HESI LPN
HESI CAT Exam Quizlet
1. The parents of a 6-year-old child recently diagnosed with Duchenne muscular dystrophy tell the nurse that their child wants to continue attending swimming classes. How should the nurse respond?
- A. Encourage the parents to allow the child to continue attending swimming lessons with supervision
- B. Suggest that the child be encouraged to participate in a team sport to promote socialization
- C. Explain that their child is not mature enough to understand the risks associated with swimming
- D. Provide a list of alternative activities that are less likely to cause the child to experience fatigue
Correct answer: A
Rationale: Encouraging the parents to allow the child to continue attending swimming lessons with supervision is the most appropriate response. Swimming can be beneficial for the child, providing both exercise and enjoyment. Supervision can help manage any risks associated with swimming. Choice B is incorrect because the child's preference for swimming should be respected, and swimming can still offer socialization opportunities. Choice C is incorrect as it undermines the child's capability to understand the situation. Choice D is less appropriate as it does not address the child's interest in swimming and may limit beneficial physical activity.
2. An experienced nurse tells the nurse-manager that working with a new graduate is impossible because the new graduate will not listen to suggestions. The new graduate comes to the nurse-manager describing the senior nurse’s attitude as challenging and offensive. What action is best for the nurse manager to take?
- A. Have both nurses meet separately with the staff mental health consultant
- B. Listen actively to both nurses and offer suggestions to solve the dilemma
- C. Ask the senior nurse to examine mentoring strategies used with the new graduate
- D. Ask the nurses to meet with the nurse-manager to identify ways of working together
Correct answer: D
Rationale: In this scenario, the best action for the nurse manager to take is to ask the nurses to meet with the nurse-manager to identify ways of working together. This approach promotes open communication, facilitates understanding of both perspectives, and encourages collaborative problem-solving. Option A is not ideal as involving a mental health consultant may be premature for this situation. Option B, although helpful in listening to both parties, does not directly address the need for collaboration. Option C focuses on the senior nurse's mentoring strategies only, rather than addressing the conflict between the two nurses.
3. The healthcare provider changes a client’s medication prescription from IV to PO administration and doubles the dose. The nurse notes in the drug guide that the prescribed medication, when given orally, has a high first-pass effect and reduces bioavailability. What action should the nurse implement?
- A. Continue administering the medication via the IV route.
- B. Give half the prescribed oral dose until consulting the provider.
- C. Administer the medication orally as prescribed.

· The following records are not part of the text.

// SPDX-FileCopyrightText: 2025 Stanislaw Grams <stanislawgrams@gmail.com>
//
// SPDX-License-Identifier: BSD-2-Clause

//! An open connection to one controller.

use std::collections::HashSet;
use std::fmt;
use std::sync::{Arc, Mutex, PoisonError};

use serde::Serialize;
use tokio::sync::watch;
use tracing::{debug, info, warn};

use crate::channel::{Channel, ChannelOptions};
use crate::error::{PiezoError, PiezoResult};
use crate::hal::{PiezoHal, SessionHandle};
use crate::identity::{DeviceFamily, DeviceIdentity};

#[derive(Debug, Clone, Copy, PartialEq, Eq, Serialize)]
pub enum SessionState {
    Open,
    Closed,
}

impl fmt::Display for SessionState {
    fn fmt(&self, f: &mut fmt::Formatter<'_>) -> fmt::Result {
        match self {
            Self::Open => write!(f, "Open"),
            Self::Closed => write!(f, "Closed"),
        }
    }
}

/// State shared between a session and the channels it handed out.
pub(crate) struct SessionLink {
    pub(crate) hal: Arc<dyn PiezoHal>,
    pub(crate) handle: SessionHandle,
    pub(crate) identity: DeviceIdentity,
    closed_tx: watch::Sender<bool>,
    claimed: Mutex<HashSet<u16>>,
}

impl SessionLink {
    fn new(hal: Arc<dyn PiezoHal>, handle: SessionHandle, identity: DeviceIdentity) -> Self {
        let (closed_tx, _) = watch::channel(false);
        Self {
            hal,
            handle,
            identity,
            closed_tx,
            claimed: Mutex::new(HashSet::new()),
        }
    }

    pub(crate) fn is_open(&self) -> bool {
        !*self.closed_tx.borrow()
    }

    /// Receiver that flips to true when the session closes.
    pub(crate) fn closed(&self) -> watch::Receiver<bool> {
        self.closed_tx.subscribe()
    }

    /// Mark closed; returns whether it was already closed.
    fn mark_closed(&self) -> bool {
        self.closed_tx.send_replace(true)
    }

    fn claim(&self, index: u16) -> bool {
        self.claimed
            .lock()
            .unwrap_or_else(PoisonError::into_inner)
            .insert(index)
    }

    pub(crate) fn release(&self, index: u16) {
        self.claimed
            .lock()
            .unwrap_or_else(PoisonError::into_inner)
            .remove(&index);
    }
}

pub struct Session {
    link: Arc<SessionLink>,
    family: DeviceFamily,
    options: ChannelOptions,
}

impl Session {
    pub(crate) fn new(
        hal: Arc<dyn PiezoHal>,
        handle: SessionHandle,
        identity: DeviceIdentity,
        family: DeviceFamily,
        options: ChannelOptions,
    ) -> Self {
        Self {
            link: Arc::new(SessionLink::new(hal, handle, identity)),
            family,
            options,
        }
    }

    pub fn identity(&self) -> &DeviceIdentity {
        &self.link.identity
    }

    pub fn handle(&self) -> SessionHandle {
        self.link.handle
    }

    pub fn family(&self) -> &DeviceFamily {
        &self.family
    }

    pub fn state(&self) -> SessionState {
        if self.link.is_open() {
            SessionState::Open
        } else {
            SessionState::Closed
        }
    }

    pub fn is_open(&self) -> bool {
        self.link.is_open()
    }

    /// Acquire channel `index` (1-based). Each index is handed out once.
    pub async fn channel(&self, index: u16) -> PiezoResult<Channel> {
        if !self.is_open() {
            return Err(PiezoError::SessionClosed);
        }
        if !self.family.has_channel(index) {
            return Err(PiezoError::ChannelUnavailable {
                index,
                reason: format!(
                    "{} controllers have channels 1..={}",
                    self.family.name, self.family.channels
                ),
            });
        }
        if !self.link.claim(index) {
            return Err(PiezoError::ChannelUnavailable {
                index,
                reason: "already in use".to_string(),
            });
        }

        match self.link.hal.channel_handle(self.link.handle, index).await {
            Ok(handle) => {
                info!(
                    "Acquired channel {} ({})",
                    index,
                    self.link.identity.channel_id(index)
                );
                Ok(Channel::new(
                    Arc::clone(&self.link),
                    index,
                    handle,
                    self.options.clone(),
                ))
            }
            Err(e) => {
                self.link.release(index);
                Err(PiezoError::ChannelUnavailable {
                    index,
                    reason: e.to_string(),
                })
            }
        }
    }

    /// Close the connection. Idempotent and infallible.
    ///
    /// Channels handed out by this session fail with `SessionClosed` from
    /// here on and their poll loops end at the next period boundary.
    pub async fn close(&self, expected_clean: bool) {
        if self.link.mark_closed() {
            debug!("Session {} already closed", self.link.identity);
            return;
        }
        info!(
            "Closing session {} (expected clean: {})",
            self.link.identity, expected_clean
        );
        if let Err(e) = self
            .link
            .hal
            .disconnect(self.link.handle, expected_clean)
            .await
        {
            warn!("Disconnect from {} failed: {}", self.link.identity, e);
        }
    }
}

impl fmt::Debug for Session {
    fn fmt(&self, f: &mut fmt::Formatter<'_>) -> fmt::Result {
        f.debug_struct("Session")
            .field("identity", &self.link.identity)
            .field("handle", &self.link.handle)
            .field("state", &self.state())
            .finish_non_exhaustive()
    }
}

impl Drop for Session {
    fn drop(&mut self) {
        if self.link.mark_closed() {
            return;
        }
        warn!("Session {} dropped while open", self.link.identity);
        // Best effort; outside a runtime the handle is simply abandoned.
        if let Ok(rt) = tokio::runtime::Handle::try_current() {
            let link = Arc::clone(&self.link);
            rt.spawn(async move {
                if let Err(e) = link.hal.disconnect(link.handle, false).await {
                    warn!("Disconnect from {} failed: {}", link.identity, e);
                }
            });
        }
    }
}
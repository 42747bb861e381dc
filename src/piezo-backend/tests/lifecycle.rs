// SPDX-FileCopyrightText: 2025 Stanislaw Grams <stanislawgrams@gmail.com>
//
// SPDX-License-Identifier: BSD-2-Clause

//! Session and channel lifecycle against the simulated controller bus.

use std::sync::Arc;
use std::time::Duration;

use piezo_backend::{SimBus, SimSettings};
use piezo_core::{
    ChannelState, DeviceFamily, DeviceManager, Health, PiezoError, PiezoHal, SessionState,
};

const SERIAL: &str = "71000123";

fn sim() -> Arc<SimBus> {
    Arc::new(SimBus::new(SimSettings {
        devices: vec![SERIAL.to_string(), "26000042".to_string()],
        ..SimSettings::default()
    }))
}

async fn discovered(sim: &Arc<SimBus>) -> DeviceManager {
    let hal: Arc<dyn PiezoHal> = sim.clone();
    let mut manager = DeviceManager::new(hal, DeviceFamily::benchtop_piezo());
    manager.discover().await.unwrap();
    manager
}

#[tokio::test(start_paused = true)]
async fn test_end_to_end_set_and_read_back() {
    let sim = sim();
    let manager = discovered(&sim).await;

    let session = manager.open(SERIAL).await.unwrap();
    let mut channel = session.channel(1).await.unwrap();

    let waited = channel.await_settings(Duration::from_secs(5)).await.unwrap();
    assert!(waited >= Duration::from_millis(200));
    assert_eq!(channel.max_output(), Some(150.0));
    assert_eq!(channel.configuration().unwrap().device_id, "71000123-1");

    channel.start_polling(Duration::from_millis(250)).unwrap();
    let first = channel
        .wait_for_sample(Duration::from_secs(1))
        .await
        .unwrap();
    assert_eq!(first.enabled(), Some(false));

    let outcome = channel.enable().await.unwrap();
    assert!(outcome.is_acknowledged());
    assert!(outcome.elapsed() >= Duration::from_millis(100));

    channel.set_output(75.0).await.unwrap();
    assert_eq!(channel.output().await.unwrap(), 75.0);

    // the poller picks the new output up on a later tick
    tokio::time::sleep(Duration::from_millis(300)).await;
    let snap = channel.snapshot();
    assert_eq!(snap.enabled(), Some(true));
    assert_eq!(snap.output(), Some(75.0));
    assert_eq!(snap.health, Health::Healthy);

    channel.stop_polling().await;
    session.close(true).await;

    assert_eq!(session.state(), SessionState::Closed);
    assert_eq!(channel.state(), ChannelState::Closed);
    assert!(!sim.is_connected(SERIAL));
    assert_eq!(sim.last_disconnect_clean(), Some(true));
    assert_eq!(sim.setpoint(SERIAL, 1), 75.0);
}

#[tokio::test(start_paused = true)]
async fn test_out_of_range_leaves_output_unchanged() {
    let sim = sim();
    let manager = discovered(&sim).await;
    let session = manager.open(SERIAL).await.unwrap();
    let mut channel = session.channel(1).await.unwrap();
    channel.await_settings(Duration::from_secs(5)).await.unwrap();
    channel.enable().await.unwrap();
    channel.set_output(75.0).await.unwrap();

    let err = channel.set_output(200.0).await.unwrap_err();
    assert!(matches!(err, PiezoError::OutOfRange { value, max } if value == 200.0 && max == 150.0));
    assert_eq!(channel.output().await.unwrap(), 75.0);
    assert_eq!(sim.counters().setpoint_writes, 1);

    session.close(true).await;
}

#[tokio::test(start_paused = true)]
async fn test_enable_while_settings_pending_sends_nothing() {
    let sim = sim();
    let manager = discovered(&sim).await;
    let session = manager.open(SERIAL).await.unwrap();
    let mut channel = session.channel(1).await.unwrap();

    let err = channel.enable().await.unwrap_err();
    assert!(matches!(err, PiezoError::InvalidState { op: "enable", .. }));
    assert!(matches!(
        channel.set_output(10.0).await,
        Err(PiezoError::NotEnabled(ChannelState::SettingsPending))
    ));
    assert_eq!(sim.counters().set_enabled, 0);
    assert_eq!(sim.counters().setpoint_writes, 0);

    session.close(true).await;
}

#[tokio::test]
async fn test_unknown_serials_not_found() {
    let sim = sim();
    let manager = discovered(&sim).await;

    for serial in ["71999999", "", "71000123-1", "710001230"] {
        let err = manager.open(serial).await.err().unwrap();
        assert!(matches!(err, PiezoError::NotFound { .. }), "{serial}");
    }
    assert_eq!(sim.counters().connects, 0);
}

#[tokio::test]
async fn test_other_family_rejected() {
    let sim = sim();
    let manager = discovered(&sim).await;

    let err = manager.open("26000042").await.err().unwrap();
    assert!(matches!(err, PiezoError::WrongFamily { .. }));
    assert_eq!(sim.counters().connects, 0);
}

#[tokio::test]
async fn test_invalid_channel_indices_unavailable() {
    let sim = sim();
    let manager = discovered(&sim).await;
    let session = manager.open(SERIAL).await.unwrap();

    for index in [0, 4, 100] {
        let err = session.channel(index).await.err().unwrap();
        assert!(matches!(err, PiezoError::ChannelUnavailable { .. }), "{index}");
    }
    assert!(session.channel(3).await.is_ok());

    session.close(true).await;
}

#[tokio::test]
async fn test_enumeration_failure() {
    let sim = sim();
    sim.set_fail_enumerate(true);
    let hal: Arc<dyn PiezoHal> = sim.clone();
    let mut manager = DeviceManager::new(hal, DeviceFamily::benchtop_piezo());

    assert!(matches!(
        manager.discover().await,
        Err(PiezoError::Enumeration(_))
    ));
}

#[tokio::test]
async fn test_open_after_failed_rediscovery_not_found() {
    let sim = sim();
    let mut manager = discovered(&sim).await;
    assert_eq!(manager.discovered().len(), 2);

    sim.set_fail_enumerate(true);
    assert!(manager.discover().await.is_err());

    let err = manager.open(SERIAL).await.err().unwrap();
    assert!(matches!(err, PiezoError::NotFound { .. }));
    assert_eq!(sim.counters().connects, 0);
}

#[tokio::test(start_paused = true)]
async fn test_settings_gate_times_out_without_spinning() {
    let sim = Arc::new(SimBus::new(SimSettings {
        settings_delay_ms: 10_000,
        ..SimSettings::default()
    }));
    let manager = discovered(&sim).await;
    let session = manager.open(SERIAL).await.unwrap();
    let mut channel = session.channel(1).await.unwrap();

    let err = channel
        .await_settings(Duration::from_millis(500))
        .await
        .unwrap_err();
    assert!(matches!(err, PiezoError::SettingsTimeout(_)));
    assert_eq!(channel.state(), ChannelState::SettingsPending);
    assert!(!channel.is_settings_ready().await.unwrap());

    channel.override_settings().await.unwrap();
    assert_eq!(channel.state(), ChannelState::Ready);

    session.close(false).await;
    assert_eq!(sim.last_disconnect_clean(), Some(false));
}

#[tokio::test(start_paused = true)]
async fn test_stop_freezes_snapshot() {
    let sim = sim();
    let manager = discovered(&sim).await;
    let session = manager.open(SERIAL).await.unwrap();
    let mut channel = session.channel(1).await.unwrap();

    channel.start_polling(Duration::from_millis(50)).unwrap();
    channel.stop_polling().await;
    let frozen = channel.snapshot().sequence;
    let reads = sim.counters().status_reads;

    tokio::time::sleep(Duration::from_secs(1)).await;
    assert_eq!(channel.snapshot().sequence, frozen);
    assert_eq!(sim.counters().status_reads, reads);

    // polling may be restarted after a stop
    channel.start_polling(Duration::from_millis(50)).unwrap();
    channel.stop_polling().await;
    session.close(true).await;
}

#[tokio::test(start_paused = true)]
async fn test_failing_status_reads_degrade_health() {
    let sim = sim();
    let manager = discovered(&sim).await;
    let session = manager.open(SERIAL).await.unwrap();
    let mut channel = session.channel(1).await.unwrap();

    sim.fail_next_status_reads(3);
    channel.start_polling(Duration::from_millis(100)).unwrap();

    tokio::time::sleep(Duration::from_millis(250)).await;
    assert_eq!(channel.snapshot().health, Health::Degraded);
    assert!(channel.is_polling());

    tokio::time::sleep(Duration::from_millis(100)).await;
    assert_eq!(channel.snapshot().health, Health::Healthy);

    channel.stop_polling().await;
    session.close(true).await;
}

#[tokio::test(start_paused = true)]
async fn test_close_ends_polling_and_invalidates_channel() {
    let sim = sim();
    let manager = discovered(&sim).await;
    let session = manager.open(SERIAL).await.unwrap();
    let mut channel = session.channel(1).await.unwrap();
    channel.start_polling(Duration::from_millis(100)).unwrap();

    session.close(true).await;
    session.close(true).await;
    tokio::time::sleep(Duration::from_millis(250)).await;

    assert!(!channel.is_polling());
    assert!(matches!(
        channel.await_settings(Duration::from_secs(1)).await,
        Err(PiezoError::SessionClosed)
    ));
    assert!(matches!(
        session.channel(2).await,
        Err(PiezoError::SessionClosed)
    ));
    assert_eq!(sim.counters().disconnects, 1);
    channel.stop_polling().await;
}

#[tokio::test]
async fn test_device_info_reported() {
    let sim = sim();
    let manager = discovered(&sim).await;
    let session = manager.open(SERIAL).await.unwrap();
    let mut channel = session.channel(2).await.unwrap();

    let info = channel.device_info().await.unwrap();
    assert_eq!(info.serial_number, SERIAL);
    session.close(true).await;
}
// SPDX-FileCopyrightText: 2025 Stanislaw Grams <stanislawgrams@gmail.com>
//
// SPDX-License-Identifier: BSD-2-Clause

//! Error taxonomy for the session and channel lifecycle.

use std::time::Duration;

use thiserror::Error;

use crate::channel::ChannelState;
use crate::BoxError;

pub type PiezoResult<T> = Result<T, PiezoError>;

#[derive(Debug, Error)]
pub enum PiezoError {
    #[error("device enumeration failed: {0}")]
    Enumeration(#[source] BoxError),

    #[error("{serial} is not a valid serial number")]
    NotFound { serial: String },

    #[error("{serial} is not a {family} controller (expected prefix {prefix})")]
    WrongFamily {
        serial: String,
        family: String,
        prefix: String,
    },

    #[error("failed to open device {serial}: {source}")]
    ConnectFailed {
        serial: String,
        #[source]
        source: BoxError,
    },

    #[error("channel {index} unavailable: {reason}")]
    ChannelUnavailable { index: u16, reason: String },

    #[error("session is closed")]
    SessionClosed,

    #[error("settings failed to initialize within {0:?}")]
    SettingsTimeout(Duration),

    #[error("polling is already active")]
    AlreadyPolling,

    #[error("invalid polling period {0:?}")]
    InvalidPeriod(Duration),

    #[error("cannot {op} while channel is {state}")]
    InvalidState {
        op: &'static str,
        state: ChannelState,
    },

    #[error("channel is not enabled (state {0})")]
    NotEnabled(ChannelState),

    #[error("output {value} outside allowed range 0..={max}")]
    OutOfRange { value: f64, max: f64 },

    #[error("{op} failed: {source}")]
    Device {
        op: &'static str,
        #[source]
        source: BoxError,
    },

    #[error("status sample failed: {0}")]
    SampleFailed(#[source] BoxError),
}

impl PiezoError {
    pub fn device(op: &'static str, source: BoxError) -> Self {
        Self::Device { op, source }
    }

    /// Whether the caller may continue the current run after this error.
    pub fn is_recoverable(&self) -> bool {
        matches!(self, Self::SettingsTimeout(_) | Self::SampleFailed(_))
    }

    /// Errors raised while bringing the device up; these abort the run.
    pub fn is_lifecycle(&self) -> bool {
        matches!(
            self,
            Self::Enumeration(_)
                | Self::NotFound { .. }
                | Self::WrongFamily { .. }
                | Self::ConnectFailed { .. }
                | Self::ChannelUnavailable { .. }
        )
    }
}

- D. Consult with the pharmacist regarding the prescription change.
Correct answer: D
Rationale: The correct action for the nurse to implement is to consult with the pharmacist regarding the change in prescription. With the high first-pass effect of the medication when given orally, it reduces its bioavailability, meaning a dosage adjustment may be necessary to achieve the desired therapeutic effect. Continuing to administer the medication via the IV route (choice A) is not appropriate as the prescription has been changed to oral administration. Giving half the prescribed oral dose until consulting the provider (choice B) is not recommended without proper guidance, which should come from consulting with the pharmacist. Simply administering the medication orally as prescribed (choice C) without addressing the potential issue of reduced bioavailability may lead to suboptimal treatment outcomes.
4. A client with a prescription for “do not resuscitate” (DNR) begins to manifest signs of impending death. After notifying the family of the client’s status, what priority action should the nurse implement?
- A. Assess the client’s need for pain medication
- B. Document the impending signs of death
- C. Inform the nurse manager of the client’s status
- D. Communicate the client’s status to the chaplain
Correct answer: A
Rationale: Assessing the client’s need for pain medication is the priority action as it ensures comfort at the end of life. Pain management is crucial in providing comfort and dignity to clients during their final moments. Documenting impending signs of death (choice B) is important but not the immediate priority over addressing the client's comfort. Updating the nurse manager (choice C) and informing the chaplain (choice D) can follow once the client's immediate needs are met.
5. While changing the pressure ulcer dressing of a client who is immobile, the nurse notes that the boundary edges of the wound have increased. Before reporting this finding to the healthcare provider, the nurse should review which of the client’s serum laboratory values?
- A. Potassium
- B. Platelets
- C. Creatinine
- D. Albumin
Correct answer: D
Rationale: The correct answer is D: Albumin. Reviewing albumin levels is crucial in this situation because low albumin levels can impact wound healing and contribute to increased wound edges. Potassium (choice A) is not directly related to wound healing or wound edges. Platelets (choice B) are more related to blood clotting than wound healing. Creatinine (choice C) is related to kidney function, not specifically to wound healing or wound edges.